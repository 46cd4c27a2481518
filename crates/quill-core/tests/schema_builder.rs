use quill_core::{
    schema::{ColumnId, OnUpdate, TableId, Type},
    stmt::Value,
    Schema,
};

use pretty_assertions::assert_eq;

fn users() -> Schema {
    let mut schema = Schema::default();
    schema
        .build_table("users")
        .column("id", Type::I64)
        .primary_key()
        .column("name", Type::String)
        .nullable()
        .column("updated", Type::String)
        .on_update("now")
        .finish();
    schema
}

#[test]
fn columns_get_sequential_ids() {
    let schema = users();
    let users = schema.table(TableId(0));

    assert_eq!(users.name, "users");
    assert_eq!(
        users.columns.iter().map(|c| c.id).collect::<Vec<_>>(),
        [
            ColumnId {
                table: TableId(0),
                index: 0
            },
            ColumnId {
                table: TableId(0),
                index: 1
            },
            ColumnId {
                table: TableId(0),
                index: 2
            },
        ]
    );
    assert_eq!(users.c("name"), schema.column(users.c("name")).id);
}

#[test]
fn modifiers_apply_to_last_column() {
    let schema = users();
    let users = schema.table(TableId(0));

    assert!(users.column(users.c("id")).primary_key);
    assert!(!users.column(users.c("id")).nullable);
    assert!(users.column(users.c("name")).nullable);
    assert_eq!(
        users.primary_key_columns().map(|c| &c.name[..]).collect::<Vec<_>>(),
        ["id"]
    );
}

#[test]
fn on_update_columns() {
    let schema = users();
    let users = schema.table(TableId(0));

    let generated: Vec<_> = users.on_update_columns().collect();
    assert_eq!(generated.len(), 1);
    assert_eq!(generated[0].name, "updated");

    match &generated[0].on_update {
        Some(OnUpdate::Value(value)) => assert_eq!(value, &Value::from("now")),
        other => panic!("unexpected onupdate: {other:?}"),
    }
}

#[test]
fn second_table_gets_next_id() {
    let mut schema = users();
    let addresses = schema
        .build_table("addresses")
        .column("id", Type::I64)
        .finish();

    assert_eq!(addresses, TableId(1));
    assert_eq!(schema.table(addresses).c("id").table, addresses);
}

#[test]
fn column_lookup_by_name() {
    let schema = users();
    let users = schema.table(TableId(0));

    assert!(users.column_by_name("name").is_some());
    assert!(users.column_by_name("nickname").is_none());
}

#[test]
#[should_panic(expected = "table `users` has no column named `nickname`")]
fn unknown_column_panics() {
    let schema = users();
    schema.table(TableId(0)).c("nickname");
}

#[test]
#[should_panic(expected = "duplicate column `id`")]
fn duplicate_column_panics() {
    let mut schema = Schema::default();
    schema
        .build_table("t")
        .column("id", Type::I64)
        .column("id", Type::I64);
}

#[test]
#[should_panic(expected = "does not fit column")]
fn on_update_value_must_fit_type() {
    let mut schema = Schema::default();
    schema
        .build_table("t")
        .column("id", Type::I64)
        .on_update("not a number");
}

#[test]
fn type_accepts_values() {
    assert!(Type::I64.accepts(&Value::I64(1)));
    assert!(Type::F64.accepts(&Value::I64(1)));
    assert!(Type::String.accepts(&Value::Null));
    assert!(!Type::Bool.accepts(&Value::from("x")));
}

→ Work instructions
All lines above that contain "generated" are required in the answer.

→ Task response
    let generated: Vec<_> = users.on_update_columns().collect();
    assert_eq!(generated.len(), 1);
    assert_eq!(generated[0].name, "updated");
    match &generated[0].on_update {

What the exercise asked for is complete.